__DATA FOR THE TASK__
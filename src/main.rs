//! enderpearl CLI entry point
//!
//! Usage:
//!   enderpearl                   Run the default operation (build)
//!   enderpearl run <operation>   Run an operation between pre and post
//!   enderpearl list              List operations in the script
//!   enderpearl config            Show resolved config entries
//!   enderpearl settings          Show resolved settings

use std::path::PathBuf;
use std::process::ExitCode;

use anyhow::{Context, Result};
use clap::Parser;
use colored::Colorize;
use tracing_subscriber::EnvFilter;

use enderpearl::cli::{Cli, Commands, ListArgs, OutputFormat, RunArgs};
use enderpearl::executor::CommandOutput;
use enderpearl::script::{
    execute, is_reserved, ConfigEntries, ConfigEntry, ExecutionReport, FailFast, Script,
};
use enderpearl::settings::{expand_path, find_settings_files, load_settings, Settings};
use enderpearl::ErrorInfo;
use enderpearl::ScriptError;

fn main() -> ExitCode {
    let cli = Cli::parse();

    init_tracing(cli.verbose);

    match run(cli) {
        Ok(()) => ExitCode::SUCCESS,
        Err(e) => {
            eprintln!("{}: {:#}", "error".red().bold(), e);
            ExitCode::FAILURE
        }
    }
}

fn init_tracing(verbose: bool) {
    let default_filter = if verbose { "debug" } else { "info" };
    tracing_subscriber::fmt()
        .with_env_filter(
            EnvFilter::try_from_default_env().unwrap_or_else(|_| EnvFilter::new(default_filter)),
        )
        .with_writer(std::io::stderr)
        .with_target(false)
        .without_time()
        .init();
}

/// Everything resolved before a subcommand runs
struct Project {
    settings: Settings,
    root: PathBuf,
    config: ConfigEntries,
    script: Option<Script>,
}

fn run(cli: Cli) -> Result<()> {
    let settings = load_settings(cli.settings.as_deref())?;
    let overrides = cli.overrides();
    let root = cli.root.clone();

    match cli.command {
        Some(Commands::Settings) => show_settings(&settings, cli.verbose),
        Some(Commands::Run(args)) => {
            run_operation(args, &load_project(settings, root.as_deref(), overrides)?)
        }
        Some(Commands::List(args)) => {
            list_operations(args, &load_project(settings, root.as_deref(), overrides)?)
        }
        Some(Commands::Config(args)) => {
            show_config(args, &load_project(settings, root.as_deref(), overrides)?)
        }
        None => run_operation(
            RunArgs::default(),
            &load_project(settings, root.as_deref(), overrides)?,
        ),
    }
}

/// Read the config and script files of the project at `root`
fn load_project(
    settings: Settings,
    root: Option<&str>,
    overrides: Vec<ConfigEntry>,
) -> Result<Project> {
    let root = resolve_root(root)?;
    let source = settings.script_source(&root)?;
    let config = source
        .load_config()
        .with_context(|| format!("Failed to read {}", source.config_path().display()))?
        .with_overrides(overrides);
    let script = source
        .load_script(&config)
        .with_context(|| format!("Failed to read {}", source.script_path().display()))?;

    if script.is_none() {
        tracing::info!(
            "No {} in {}, nothing to do",
            settings.script.file,
            root.display()
        );
    }

    Ok(Project {
        settings,
        root,
        config,
        script,
    })
}

/// Resolve the project root, defaulting to the current directory
fn resolve_root(root: Option<&str>) -> Result<PathBuf> {
    match root {
        Some(raw) => {
            let path = expand_path(raw)?;
            if !path.is_dir() {
                anyhow::bail!("Project root '{}' not found", path.display());
            }
            Ok(path)
        }
        None => std::env::current_dir().context("Failed to get current directory"),
    }
}

/// Run an operation with its pre and post operations
fn run_operation(args: RunArgs, project: &Project) -> Result<()> {
    let name = args.operation_name(&project.settings.script.default_operation);
    if is_reserved(&name) {
        return Err(ScriptError::ReservedOperation { name }.into());
    }

    let Some(script) = project.script.as_ref() else {
        return Ok(());
    };

    let mut settings = project.settings.clone();
    if let Some(timeout) = args.timeout {
        settings.shell.timeout = timeout;
    }
    settings.shell.capture_output |= args.capture;
    let fail_fast = args.fail_fast || settings.shell.fail_fast;

    let mut shell = settings.host_shell()?;

    let result = if fail_fast {
        execute(script, &name, &project.root, &mut FailFast::new(&mut shell))
    } else {
        execute(script, &name, &project.root, &mut shell)
    };

    let outputs = shell.take_outputs();

    match args.format {
        OutputFormat::Json => print_run_json(&result, &outputs)?,
        OutputFormat::Table | OutputFormat::Plain => {
            print_outputs(&outputs);
            if let Ok(report) = &result {
                print_summary(&name, report);
            }
        }
    }

    result?;
    Ok(())
}

fn print_outputs(outputs: &[CommandOutput]) {
    for output in outputs {
        println!("{} {}", "$".cyan(), output.command);
        if !output.stdout.is_empty() {
            print!("{}", output.stdout);
        }
        if !output.stderr.is_empty() {
            eprint!("{}", output.stderr);
        }
    }
}

fn print_summary(name: &str, report: &ExecutionReport) {
    if report.operations.is_empty() {
        tracing::info!("No operation named '{}'", name);
        return;
    }

    if report.success() {
        tracing::info!(
            "Finished '{}' ({} command(s))",
            name,
            report.commands_run
        );
    } else {
        eprintln!(
            "{}: {} of {} command(s) exited non-zero",
            "warning".yellow().bold(),
            report.failures.len(),
            report.commands_run
        );
        for (command, status) in &report.failures {
            let code = status
                .code
                .map(|c| c.to_string())
                .unwrap_or_else(|| "signal".to_string());
            eprintln!("  - [{}] {}", code, command);
        }
    }
}

fn print_run_json(
    result: &Result<ExecutionReport, ScriptError>,
    outputs: &[CommandOutput],
) -> Result<()> {
    let json = match result {
        Ok(report) => serde_json::json!({
            "success": report.success(),
            "report": report,
            "outputs": outputs,
        }),
        Err(e) => serde_json::json!({
            "success": false,
            "error": ErrorInfo::from(e),
            "outputs": outputs,
        }),
    };
    println!("{}", serde_json::to_string_pretty(&json)?);
    Ok(())
}

/// List operations defined in the script
fn list_operations(args: ListArgs, project: &Project) -> Result<()> {
    let script = project.script.clone().unwrap_or_default();

    match args.format {
        OutputFormat::Json => {
            println!("{}", serde_json::to_string_pretty(&script)?);
        }
        OutputFormat::Plain => {
            for name in script.names() {
                println!("{}", name);
            }
        }
        OutputFormat::Table => {
            if script.is_empty() {
                println!("No operations found.");
                return Ok(());
            }
            for operation in script.operations() {
                println!("{}:", operation.name().green());
                for command in operation.commands() {
                    println!("    {}", command.text().trim_start());
                }
            }
        }
    }

    Ok(())
}

/// Show resolved config entries
fn show_config(args: ListArgs, project: &Project) -> Result<()> {
    match args.format {
        OutputFormat::Json => {
            println!("{}", serde_json::to_string_pretty(&project.config)?);
        }
        OutputFormat::Plain => {
            for entry in &project.config {
                println!("{}={}", entry.key, entry.value);
            }
        }
        OutputFormat::Table => {
            if project.config.is_empty() {
                println!("No config entries.");
                return Ok(());
            }
            let width = project.config.iter().map(|e| e.key.len()).max().unwrap_or(10);
            for entry in &project.config {
                println!("  {:width$}  {}", entry.key.cyan(), entry.value, width = width);
            }
        }
    }

    Ok(())
}

/// Show resolved settings as TOML
fn show_settings(settings: &Settings, verbose: bool) -> Result<()> {
    if verbose {
        for path in find_settings_files() {
            eprintln!("{}: {}", "loaded".cyan(), path.display());
        }
    }
    print!("{}", toml::to_string_pretty(settings)?);
    Ok(())
}
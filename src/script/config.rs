//! Reader for the `#key(value)` configuration grammar
//!
//! ```text
//! #target(x86_64-unknown-linux-gnu)
//! #profile(release)
//! ```
//!
//! There is no escaping: the first `)` after a value closes the entry, and an
//! entry that never closes is dropped.

use super::model::{ConfigEntries, ConfigEntry};

/// Marker that starts a new entry
const ENTRY_PREFIX: char = '#';

#[derive(Debug, Clone, Copy, PartialEq, Eq)]
enum Mode {
    Idle,
    Key,
    Value,
}

/// In-progress scan state
#[derive(Debug)]
struct Reader {
    mode: Mode,
    key: String,
    value: String,
    entries: ConfigEntries,
}

impl Reader {
    fn new() -> Self {
        Self {
            mode: Mode::Idle,
            key: String::new(),
            value: String::new(),
            entries: ConfigEntries::new(),
        }
    }

    fn feed(&mut self, c: char) {
        match (self.mode, c) {
            (_, ENTRY_PREFIX) => {
                if self.mode != Mode::Idle {
                    tracing::debug!("Discarding unterminated config entry '{}'", self.key.trim());
                }
                self.key.clear();
                self.value.clear();
                self.mode = Mode::Key;
            }
            (Mode::Key, '(') => self.mode = Mode::Value,
            (Mode::Value, ')') => {
                let key = std::mem::take(&mut self.key);
                let value = std::mem::take(&mut self.value);
                self.entries.push(ConfigEntry::new(key.trim(), value));
                self.mode = Mode::Idle;
            }
            (Mode::Key, c) => self.key.push(c),
            (Mode::Value, c) => self.value.push(c),
            (Mode::Idle, _) => {}
        }
    }

    fn finish(self) -> ConfigEntries {
        if self.mode != Mode::Idle {
            tracing::debug!("Dropping unterminated config entry '{}'", self.key.trim());
        }
        self.entries
    }
}

/// Parse configuration text into ordered entries
pub fn parse_config(text: &str) -> ConfigEntries {
    let mut reader = Reader::new();
    for c in text.chars() {
        reader.feed(c);
    }
    reader.finish()
}
//! Settings model for enderpearl
//!
//! Tool-level settings: where the script lives, how it is tokenized and how
//! commands are run. These are separate from the `#key(value)` entries that
//! scripts substitute with `${key}`.

use serde::{Deserialize, Serialize};
use std::collections::HashMap;
use std::path::{Path, PathBuf};
use std::time::Duration;

use crate::error::ScriptError;
use crate::executor::{HostShell, DEFAULT_SHELL, MAX_OUTPUT_SIZE};
use crate::script::{ScriptSource, Tokenizer, CONFIG_FILE, DEFAULT_PREFIX, SCRIPT_FILE};

/// Root settings structure
#[derive(Debug, Clone, Deserialize, Serialize, Default)]
pub struct Settings {
    /// Script file locations and grammar
    #[serde(default)]
    pub script: ScriptSettings,

    /// Shell used to run commands
    #[serde(default)]
    pub shell: ShellSettings,
}

/// Script file settings
#[derive(Debug, Clone, Deserialize, Serialize)]
pub struct ScriptSettings {
    /// Script file name, relative to the project root
    #[serde(default = "default_script_file")]
    pub file: String,

    /// Config file name, relative to the project root
    #[serde(default = "default_config_file")]
    pub config_file: String,

    /// Character that starts an operation
    #[serde(default = "default_prefix")]
    pub prefix: char,

    /// Operation run when none is named
    #[serde(default = "default_operation")]
    pub default_operation: String,
}

fn default_script_file() -> String {
    SCRIPT_FILE.to_string()
}

fn default_config_file() -> String {
    CONFIG_FILE.to_string()
}

fn default_prefix() -> char {
    DEFAULT_PREFIX
}

fn default_operation() -> String {
    "build".to_string()
}

impl Default for ScriptSettings {
    fn default() -> Self {
        Self {
            file: default_script_file(),
            config_file: default_config_file(),
            prefix: default_prefix(),
            default_operation: default_operation(),
        }
    }
}

/// Shell settings
#[derive(Debug, Clone, Deserialize, Serialize)]
pub struct ShellSettings {
    /// Shell program
    #[serde(default = "default_shell_program")]
    pub program: String,

    /// Flag passing a command string to the shell
    #[serde(default = "default_shell_flag")]
    pub flag: String,

    /// Per-command timeout in seconds (0 = none)
    #[serde(default)]
    pub timeout: u64,

    /// Abort on the first command that exits non-zero
    #[serde(default)]
    pub fail_fast: bool,

    /// Capture command output instead of passing it through
    #[serde(default)]
    pub capture_output: bool,

    /// Captured bytes kept per stream before truncation
    #[serde(default = "default_max_output_size")]
    pub max_output_size: usize,

    /// Extra environment variables for every command
    #[serde(default)]
    pub env: HashMap<String, String>,
}

fn default_shell_program() -> String {
    DEFAULT_SHELL.0.to_string()
}

fn default_shell_flag() -> String {
    DEFAULT_SHELL.1.to_string()
}

fn default_max_output_size() -> usize {
    MAX_OUTPUT_SIZE
}

impl Default for ShellSettings {
    fn default() -> Self {
        Self {
            program: default_shell_program(),
            flag: default_shell_flag(),
            timeout: 0,
            fail_fast: false,
            capture_output: false,
            max_output_size: default_max_output_size(),
            env: HashMap::new(),
        }
    }
}

impl ShellSettings {
    pub fn timeout(&self) -> Option<Duration> {
        (self.timeout > 0).then(|| Duration::from_secs(self.timeout))
    }
}

/// Characters the script grammar already gives a meaning
const GRAMMAR_CHARS: [char; 5] = ['(', ')', '$', '{', '}'];

/// Expand `~` and `$VAR` in a path-like setting
pub fn expand_path(raw: &str) -> Result<PathBuf, ScriptError> {
    shellexpand::full(raw)
        .map(|expanded| PathBuf::from(expanded.as_ref()))
        .map_err(|e| ScriptError::Settings(format!("cannot expand '{}': {}", raw, e)))
}

impl Settings {
    /// Script source for a project root
    ///
    /// # Errors
    /// * `ScriptError::Settings` - the prefix is whitespace or one of the
    ///   grammar characters, or a file name cannot be expanded
    pub fn script_source(&self, root: &Path) -> Result<ScriptSource, ScriptError> {
        let prefix = self.script.prefix;
        if prefix.is_whitespace() || GRAMMAR_CHARS.contains(&prefix) {
            return Err(ScriptError::Settings(format!(
                "script.prefix '{}' cannot be whitespace or one of {:?}",
                prefix, GRAMMAR_CHARS
            )));
        }

        let script_file = expand_path(&self.script.file)?;
        let config_file = expand_path(&self.script.config_file)?;

        Ok(ScriptSource::new(root)
            .with_script_file(script_file.to_string_lossy())
            .with_config_file(config_file.to_string_lossy())
            .with_tokenizer(Tokenizer::new().with_prefix(prefix)))
    }

    /// Host shell configured from these settings
    pub fn host_shell(&self) -> Result<HostShell, ScriptError> {
        let mut shell = HostShell::with_shell(&self.shell.program, &self.shell.flag)?
            .capture_output(self.shell.capture_output)
            .with_max_output(self.shell.max_output_size);

        if let Some(timeout) = self.shell.timeout() {
            shell = shell.with_timeout(timeout);
        }
        for (key, value) in &self.shell.env {
            shell = shell.with_env(key, value);
        }

        Ok(shell)
    }
}
//! Common test utilities for enderpearl tests

#![allow(dead_code)]

use std::path::{Path, PathBuf};

use enderpearl::{CommandStatus, ScriptError, ShellRunner};
use tempfile::TempDir;

/// Creates a temporary project with a `.enderpearl` script
pub fn create_script_project(script: &str) -> (TempDir, PathBuf) {
    let dir = TempDir::new().expect("Failed to create temp dir");
    std::fs::write(dir.path().join(".enderpearl"), script).expect("Failed to write script");
    let path = dir.path().to_path_buf();
    (dir, path)
}

/// Creates a temporary project with a script and a `.enderpearl.conf`
pub fn create_configured_project(script: &str, config: &str) -> (TempDir, PathBuf) {
    let (dir, path) = create_script_project(script);
    std::fs::write(path.join(".enderpearl.conf"), config).expect("Failed to write config");
    (dir, path)
}

/// Creates a temporary directory with no script
pub fn create_empty_project() -> (TempDir, PathBuf) {
    let dir = TempDir::new().expect("Failed to create temp dir");
    let path = dir.path().to_path_buf();
    (dir, path)
}

/// Runner that records invocations instead of spawning processes
#[derive(Debug, Default)]
pub struct RecordingRunner {
    pub calls: Vec<(String, PathBuf)>,
    /// Commands that should report exit code 1
    pub failing: Vec<String>,
}

impl RecordingRunner {
    pub fn new() -> Self {
        Self::default()
    }

    pub fn failing_on(mut self, command: &str) -> Self {
        self.failing.push(command.to_string());
        self
    }

    pub fn commands(&self) -> Vec<&str> {
        self.calls.iter().map(|(c, _)| c.as_str()).collect()
    }
}

impl ShellRunner for RecordingRunner {
    fn run(&mut self, command: &str, root: &Path) -> Result<CommandStatus, ScriptError> {
        self.calls.push((command.to_string(), root.to_path_buf()));
        let code = if self.failing.iter().any(|f| f == command) {
            1
        } else {
            0
        };
        Ok(CommandStatus::from_code(Some(code)))
    }
}

/// Sample script exercising hooks, config references and duplicates
pub const SAMPLE_SCRIPT: &str = r#"
Project tasks. Text outside operations is ignored.

#pre(
    echo "preparing ${name}"
)

#build(
    cargo build --target ${target}
    echo built
)

#test(cargo test)

#post(echo "finished ${NAME}")
"#;

/// Sample config for [`SAMPLE_SCRIPT`]
pub const SAMPLE_CONFIG: &str = r#"
#name(pearl)
#target(x86_64-unknown-linux-gnu)
"#;
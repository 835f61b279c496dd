//! Script tokenizer
//!
//! Turns script text into a [`Script`]. The grammar is a sequence of
//! operations, each a prefixed name followed by a parenthesized body:
//!
//! ```text
//! #pre(
//!     mkdir -p .build
//! )
//! #build(
//!     cargo build --target ${target}
//! )
//! ```
//!
//! Every non-blank body line becomes one command. `${key}` inside a body is
//! replaced by the first config entry whose key matches case-insensitively
//! (nothing if there is none). A second `$` inside a reference abandons it
//! and resumes the body. Fragments that never close are dropped.
//!
//! `(`, `)` and `$` keep their meaning outside an operation too: a stray
//! `)` closes a nameless operation, and `(` or `$` start collecting a body
//! for one. Other text between operations is ignored. Spaces (but no other
//! whitespace) are dropped from names and reference keys.

use super::model::{Command, ConfigEntries, Operation, Script};

/// Default marker that starts an operation
pub const DEFAULT_PREFIX: char = '#';

/// Scanner mode
#[derive(Debug, Clone, Copy, PartialEq, Eq)]
enum Mode {
    /// Between operations
    Idle,
    /// After the prefix, before `(`
    Name,
    /// Inside `( ... )`
    Body,
    /// After `$`, until `}` (the `{` itself is skipped)
    ConfigRef,
}

/// Buffers for the operation being built
///
/// Owned by a single [`Tokenizer::tokenize`] call.
#[derive(Debug)]
struct State<'c> {
    mode: Mode,
    name: String,
    body: String,
    key: String,
    config: &'c ConfigEntries,
    script: Script,
}

impl<'c> State<'c> {
    fn new(config: &'c ConfigEntries) -> Self {
        Self {
            mode: Mode::Idle,
            name: String::new(),
            body: String::new(),
            key: String::new(),
            config,
            script: Script::default(),
        }
    }

    fn in_operation(&self) -> bool {
        self.mode != Mode::Idle
    }

    fn begin_operation(&mut self) {
        if self.in_operation() {
            tracing::debug!("Discarding unterminated operation '{}'", self.name);
        }
        self.reset();
        self.mode = Mode::Name;
    }

    fn close_operation(&mut self) {
        let commands: Vec<Command> = self.body.split('\n').filter_map(Command::from_line).collect();
        let name = std::mem::take(&mut self.name);
        tracing::trace!("Closed operation '{}' with {} command(s)", name, commands.len());
        self.script.push(Operation::new(name, commands));
        self.reset();
    }

    fn begin_ref(&mut self) {
        self.key.clear();
        self.mode = Mode::ConfigRef;
    }

    fn abort_ref(&mut self) {
        self.key.clear();
        self.mode = Mode::Body;
    }

    fn resolve_ref(&mut self) {
        match self.config.get(&self.key) {
            Some(value) => self.body.push_str(value),
            None => tracing::debug!("Config key '{}' not found, substituting nothing", self.key),
        }
        self.key.clear();
        self.mode = Mode::Body;
    }

    fn reset(&mut self) {
        self.name.clear();
        self.body.clear();
        self.key.clear();
        self.mode = Mode::Idle;
    }

    fn feed(&mut self, c: char, prefix: char) {
        if c == prefix {
            self.begin_operation();
            return;
        }

        match (self.mode, c) {
            (_, '(') => self.mode = Mode::Body,
            (_, ')') => self.close_operation(),
            (Mode::ConfigRef, '$') => self.abort_ref(),
            (_, '$') => self.begin_ref(),
            (Mode::ConfigRef, '{') => {}
            (Mode::ConfigRef, '}') => self.resolve_ref(),
            (Mode::ConfigRef, c) if c != ' ' => self.key.push(c),
            (Mode::Name, c) if c != ' ' => self.name.push(c),
            (Mode::Body, c) if c != '\r' => self.body.push(c),
            _ => {}
        }
    }

    fn finish(self) -> Script {
        if self.in_operation() {
            tracing::debug!("Dropping unterminated operation '{}'", self.name);
        }
        self.script
    }
}

/// Script tokenizer with a configurable operation prefix
#[derive(Debug, Clone, Copy)]
pub struct Tokenizer {
    prefix: char,
}

impl Default for Tokenizer {
    fn default() -> Self {
        Self::new()
    }
}

impl Tokenizer {
    pub fn new() -> Self {
        Self {
            prefix: DEFAULT_PREFIX,
        }
    }

    /// Use a different character to start operations
    pub fn with_prefix(mut self, prefix: char) -> Self {
        self.prefix = prefix;
        self
    }

    pub fn prefix(&self) -> char {
        self.prefix
    }

    /// Tokenize `text`, resolving `${key}` references against `config`
    pub fn tokenize(&self, text: &str, config: &ConfigEntries) -> Script {
        let mut state = State::new(config);
        for c in text.chars() {
            state.feed(c, self.prefix);
        }
        state.finish()
    }
}

/// Tokenize with the default `#` prefix
pub fn tokenize(text: &str, config: &ConfigEntries) -> Script {
    Tokenizer::new().tokenize(text, config)
}

#[cfg(test)]
mod tests {
    use super::*;
    use crate::script::config::parse_config;

    fn commands<'a>(script: &'a Script, name: &'a str) -> Vec<&'a str> {
        script
            .find(name)
            .flat_map(|op| op.commands().iter().map(|c| c.text()))
            .collect()
    }

    #[test]
    fn test_single_operation() {
        let script = tokenize("#build(echo A)", &ConfigEntries::new());

        assert_eq!(script.len(), 1);
        assert_eq!(script.operations()[0].name(), "build");
        assert_eq!(commands(&script, "build"), vec!["echo A"]);
    }

    #[test]
    fn test_body_split_on_newlines_blank_lines_removed() {
        let text = "#build(\n  cargo fmt\n\n   \ncargo build\n)";
        let script = tokenize(text, &ConfigEntries::new());

        assert_eq!(commands(&script, "BUILD"), vec!["  cargo fmt", "cargo build"]);
    }

    #[test]
    fn test_carriage_returns_stripped() {
        let script = tokenize("#build(\r\necho A\r\necho B\r\n)", &ConfigEntries::new());
        assert_eq!(commands(&script, "build"), vec!["echo A", "echo B"]);
    }

    #[test]
    fn test_name_whitespace_ignored() {
        let script = tokenize("#  clean  (rm -rf .build)", &ConfigEntries::new());
        assert_eq!(script.operations()[0].name(), "clean");
    }

    #[test]
    fn test_operations_in_closing_order() {
        let script = tokenize("#pre(a)\n#build(b)\n#post(c)", &ConfigEntries::new());
        assert_eq!(script.names(), vec!["pre", "build", "post"]);
    }

    #[test]
    fn test_empty_body_yields_operation_without_commands() {
        let script = tokenize("#noop()", &ConfigEntries::new());
        assert_eq!(script.len(), 1);
        assert!(script.operations()[0].commands().is_empty());
    }

    #[test]
    fn test_config_substitution() {
        let config = parse_config("#Target(x86_64-unknown-linux-gnu)");
        let script = tokenize("#build(cargo build --target ${target})", &config);

        assert_eq!(
            commands(&script, "build"),
            vec!["cargo build --target x86_64-unknown-linux-gnu"]
        );
    }

    #[test]
    fn test_missing_config_key_substitutes_nothing() {
        let script = tokenize("#build(echo [${nothing}])", &ConfigEntries::new());
        assert_eq!(commands(&script, "build"), vec!["echo []"]);
    }

    #[test]
    fn test_first_config_entry_wins() {
        let config = parse_config("#mode(debug)#MODE(release)");
        let script = tokenize("#build(echo ${Mode})", &config);
        assert_eq!(commands(&script, "build"), vec!["echo debug"]);
    }

    #[test]
    fn test_substitution_not_rescanned() {
        let config = parse_config("#outer(${inner})#inner(deep)");
        let script = tokenize("#build(echo ${outer})", &config);
        assert_eq!(commands(&script, "build"), vec!["echo ${inner}"]);
    }

    #[test]
    fn test_key_whitespace_ignored() {
        let config = parse_config("#name(pearl)");
        let script = tokenize("#build(echo ${ name })", &config);
        assert_eq!(commands(&script, "build"), vec!["echo pearl"]);
    }

    #[test]
    fn test_second_dollar_aborts_reference() {
        let config = parse_config("#ab(X)");
        let script = tokenize("#build(echo $a$b)", &config);

        assert_eq!(commands(&script, "build"), vec!["echo b"]);
    }

    #[test]
    fn test_substitution_spanning_multiple_lines() {
        let config = parse_config("#steps(echo one\necho two)");
        let script = tokenize("#build(\n${steps}\necho three\n)", &config);

        assert_eq!(
            commands(&script, "build"),
            vec!["echo one", "echo two", "echo three"]
        );
    }

    #[test]
    fn test_unterminated_operation_dropped() {
        let script = tokenize("#build(echo A", &ConfigEntries::new());
        assert!(script.is_empty());
    }

    #[test]
    fn test_unterminated_name_dropped() {
        let script = tokenize("#build", &ConfigEntries::new());
        assert!(script.is_empty());
    }

    #[test]
    fn test_prefix_discards_dangling_operation() {
        let script = tokenize("#broken(echo lost\n#build(echo kept)", &ConfigEntries::new());

        assert_eq!(script.len(), 1);
        assert_eq!(script.operations()[0].name(), "build");
        assert_eq!(commands(&script, "build"), vec!["echo kept"]);
    }

    #[test]
    fn test_stray_parens_after_operation_make_nameless_operation() {
        let script = tokenize("#a(x)(echo stray)", &ConfigEntries::new());

        assert_eq!(script.names(), vec!["a", ""]);
        assert_eq!(commands(&script, ""), vec!["echo stray"]);
    }

    #[test]
    fn test_close_paren_outside_operation_closes_empty_operation() {
        let script = tokenize(") stray text\n#build(echo A)", &ConfigEntries::new());

        assert_eq!(script.names(), vec!["", "build"]);
        assert!(script.operations()[0].commands().is_empty());
        assert_eq!(commands(&script, "build"), vec!["echo A"]);
    }

    #[test]
    fn test_reference_outside_operation_starts_body() {
        let config = parse_config("#x(oops)");
        let script = tokenize("cost ${x} here)", &config);

        assert_eq!(script.len(), 1);
        assert_eq!(script.operations()[0].name(), "");
        assert_eq!(commands(&script, ""), vec!["oops here"]);
    }

    #[test]
    fn test_plain_text_outside_operations_ignored() {
        let script = tokenize("notes go here\n#build(echo A)\nmore notes", &ConfigEntries::new());

        assert_eq!(script.names(), vec!["build"]);
        assert_eq!(commands(&script, "build"), vec!["echo A"]);
    }

    #[test]
    fn test_only_spaces_dropped_from_names_and_keys() {
        let config = parse_config("#name(pearl)");
        let script = tokenize("#build\t(echo ${ name })#\ttest(echo ${\tname})", &config);

        assert_eq!(script.names(), vec!["build\t", "\ttest"]);
        assert_eq!(commands(&script, "build\t"), vec!["echo pearl"]);
        assert_eq!(commands(&script, "\ttest"), vec!["echo "]);
    }

    #[test]
    fn test_close_paren_ends_body() {
        let script = tokenize("#build(echo (nested))", &ConfigEntries::new());
        assert_eq!(commands(&script, "build"), vec!["echo nested"]);
    }

    #[test]
    fn test_duplicate_names_kept() {
        let script = tokenize("#pre(echo 1)#pre(echo 2)", &ConfigEntries::new());
        assert_eq!(script.len(), 2);
        assert_eq!(commands(&script, "pre"), vec!["echo 1", "echo 2"]);
    }

    #[test]
    fn test_custom_prefix() {
        let tokenizer = Tokenizer::new().with_prefix('@');
        let script = tokenizer.tokenize("@build(echo #1)", &ConfigEntries::new());

        assert_eq!(tokenizer.prefix(), '@');
        assert_eq!(commands(&script, "build"), vec!["echo #1"]);
    }

    #[test]
    fn test_state_not_shared_between_calls() {
        let tokenizer = Tokenizer::new();
        let first = tokenizer.tokenize("#build(echo A", &ConfigEntries::new());
        let second = tokenizer.tokenize("echo B)", &ConfigEntries::new());

        assert!(first.is_empty());
        assert_eq!(second.len(), 1);
        assert!(second.operations()[0].commands().is_empty());
    }
}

__TASK BRIEF__
Each line from the top of the listing down to and including the one containing "use tracing_subscriber::EnvFilter;" should be transcribed exactly; nothing else is to be output.

__EXPECTED OUTPUT__
filename src/main.rs
//! enderpearl CLI entry point
//!
//! Usage:
//!   enderpearl                   Run the default operation (build)
//!   enderpearl run <operation>   Run an operation between pre and post
//!   enderpearl list              List operations in the script
//!   enderpearl config            Show resolved config entries
//!   enderpearl settings          Show resolved settings

use std::path::PathBuf;
use std::process::ExitCode;

use anyhow::{Context, Result};
use clap::Parser;
use colored::Colorize;
use tracing_subscriber::EnvFilter;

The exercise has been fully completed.